Is it okay to use this unusual method for pagination?

bluray · July 28, 2019, 6:15pm

So, I need to get the latest notifications, and I’ve been considering to store them like this:

{
    "_id" : "...",
    "userId" : "...",
    "date" : 1564333565,
    "type" : "FOLLOW",
    "notifierId" : "...",
    "index" : 4
}

With ‘index’ being just a counter.
Then I would do:
Notifications.rawCollection().createIndex({ index: 1 });

(I’m not indexing by ‘date’ because they can overlap)

The problem is that if I try to get the latest two, I get indexes 0 and 1.
db.getCollection(‘Notifications’).find({‘index’:{$lt:4}}).limit(2).explain()

That uses IXSCAN, which is good. But if I try to count from the last like this:

db.getCollection(‘Notifications’).find({‘index’:{$lt:4}}).limit(2).sort( { $natural:-1 } ).explain()

I get the correct results, but it uses a COLLSCAN.

So I thought, “instead of creating indexes and doing tricky commands, why don’t I just create blocks with ids?”

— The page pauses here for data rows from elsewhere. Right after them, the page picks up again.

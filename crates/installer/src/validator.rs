use tracing::{info, warn};

use crate::config::InstallerSettings;
use crate::exec::{CommandRunner, ExecMode, Invocation};
use crate::ui;

/// Confirms the container runtime is installed and its daemon reachable.
pub struct RuntimeChecker<'a> {
    runner: &'a dyn CommandRunner,
    settings: &'a InstallerSettings,
}

impl<'a> RuntimeChecker<'a> {
    #[must_use]
    pub fn new(runner: &'a dyn CommandRunner, settings: &'a InstallerSettings) -> Self {
        Self { runner, settings }
    }

    /// Two-stage check: `<runtime> --version`, then `<runtime> ps`.
    ///
    /// Stops at the first failing stage, prints what failed and how to fix it,
    /// and returns `false`. Aborting is left to the caller.
    pub fn check_runtime_available(&self) -> bool {
        let name = &self.settings.runtime_name;
        ui::print_step(&format!("Checking for {name} installation..."));

        let version = Invocation::new(&self.settings.runtime_program).arg("--version");
        match self.runner.run(&version, ExecMode::Captured) {
            Ok(outcome) if outcome.success => {
                info!(version = %outcome.stdout, "Container runtime found");
                ui::print_success(&format!("{name} found: {}", outcome.stdout));
            }
            result => {
                warn!(command = %version.display(), ?result, "Version query failed");
                ui::print_error(&format!("{name} is not installed or not in PATH."));
                ui::print_info(&format!(
                    "Please install {name} from {}",
                    self.settings.runtime_install_url
                ));
                return false;
            }
        }

        let status = Invocation::new(&self.settings.runtime_program).arg("ps");
        match self.runner.run(&status, ExecMode::Captured) {
            Ok(outcome) if outcome.success => {
                ui::print_success(&format!("{name} CLI is accessible"));
                true
            }
            result => {
                warn!(command = %status.display(), ?result, "Runtime status query failed");
                ui::print_error(&format!("{name} CLI is not accessible."));
                ui::print_info(&format!(
                    "Make sure the {name} daemon is running and you have proper permissions."
                ));
                false
            }
        }
    }
}
//! Media Library Source Worker installer library.
//!
//! Provisions a host for the worker: clones its repository, checks for
//! Docker, writes the operator's library paths into the worker config and
//! runs the worker's build/setup/stop/start scripts.
//!
//! # Example
//!
//! ```ignore
//! use media_worker_installer::{InstallMode, Installer, SystemRunner, TerminalPrompter};
//!
//! fn main() -> anyhow::Result<()> {
//!     let prompter = TerminalPrompter::new();
//!     let cwd = std::env::current_dir()?;
//!     let ctx = Installer::new(&SystemRunner, &prompter, InstallMode::Prod, cwd).run()?;
//!     println!("installed to {}", ctx.repo_path.display());
//!     Ok(())
//! }
//! ```

// Allow product names without backticks in doc comments
#![allow(clippy::doc_markdown)]

pub mod config;
pub mod error;
pub mod exec;
pub mod lifecycle;
pub mod orchestrator;
pub mod paths;
pub mod prompt;
pub mod repo;
#[cfg(any(test, feature = "testing"))]
pub mod testing;
pub mod ui;
pub mod validator;
pub mod worker_config;

// Re-export commonly used types at the crate root
pub use config::{InstallContext, InstallMode, InstallerSettings};
pub use error::InstallError;
pub use exec::{CommandOutcome, CommandRunner, ExecMode, Invocation, SystemRunner};
pub use lifecycle::{FailurePolicy, LifecycleStep, LIFECYCLE_STEPS};
pub use orchestrator::Installer;
pub use prompt::{PathCollector, Prompter, TerminalPrompter};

Example of NotificationBlocks:

{
	"_id" : "...",
        "userId" : "...",
	// holds 30 ids max
	"notificationIds":['rosJydD9woxo9tT7P', 'DuLQZBFmKwdfzdXGJ', 'ztjXH6TNYqGvQgh3G', ...],
	"prevBlock":'D43TZ3ih2h8PDDGFr',
	"nextBlock":'CNrAyc87yAzoHPps3'
}

That way, I just check the user profile to get the id of the latest block, then I can get the ids of the latest 30 notifications. If I need more, I check if there’s a previous block.

vigorwebsolutions · July 28, 2019, 9:38pm

I think in general if you are looking at creating a new way of solving an old problem, you’re probably going to run into the same scalability, reliability, or ease of use issues that have resulted in the tried and true methods that currently exist.

In the case of pagination, I think most would prescribe either using a cursor, or using a skip/offset.

It looks like you’re adding complexity to the cursor-based approach by creating these “blocks” of notifications?

I would strongly suggest either using the date information that is inherently stored in the _id or by using a createdAt timestamp and indexing that. While there may be “overlap”, you’re down to an index at the millisecond level, and if you fall back to a secondary sort by the _id property, then you’ll have consistent returns.

Whether you use a cursor based approach or offset depends more on your pagination implementation, I think. I tend to couple cursors with lazy load implementations and skip/offset with more traditional table pagination, but that’s just my preference.

bluray · July 28, 2019, 10:36pm

Thanks for your reply!

I’ve been avoiding skip/limit because I read that they don’t scale.
Eg, if you do “skip:60, limit:30”, the server builds a result with a billion documents (or as many documents as the ‘find’ pattern returns), and then does the skip/limit based on that result.

If you need to do a ‘find’ in the opposite direction (eg with notifications or messages), searching backwards is tricky, and does a collscan.

Using blocks, you instantly now the ids of the documents you need.

vigorwebsolutions · July 28, 2019, 11:21pm

I’m always a bit skeptical of advice that follow the pattern “don’t use X because of Y”. Many times, misuse of the tool can lead people to believe that it’s not performant, is prone to errors, etc., when in actuality, they just aren’t using it correctly.

I would agree that if you have a query that results in a billion documents, you’ll have an issue with response times, scaling, etc.

But fortunately for us, db tools like mongo are smart, and process things sequentially. So, even if you have a billion notification documents, if the first thing you do is query by the userId, you’re already down to the number of documents that match that user (lets say a few thousand to be safe).

Even a skip/limit based approach on a few thousand documents should be relatively quick.

You could also use a cursor-based approach, coupled with the userId filter that would be especially performant if you have good indexes on userId and something like createdAt.

mrrk · August 2, 2019, 10:25am

So with this query here:

db.getCollection(‘Notifications’).find({‘index’:{$lt:4}}).limit(2).sort( { $natural:-1 } ).explain()

The reason it’s using COLLSCAN is because that’s what $natural does. It uses a COLLSCAN to return documents in their ‘natural order’, which isn’t necessarily the order they were inserted in, if they’ve been updated since.

If you want to return items sorted by your index property, you need to sort on that. And if you’ve added an index to it, then it won’t need to COLLSCAN to do it.

db.getCollection(‘Notifications’).find({‘index’:{$lt:4}}).limit(2).sort( { index: -1 } ).explain()

uses IXSCAN, returns your last two.

The idea that skip/limit don’t scale isn’t true, either. As long as you’re indexing carefully, you don’t need to iterate the entire collection to pull results.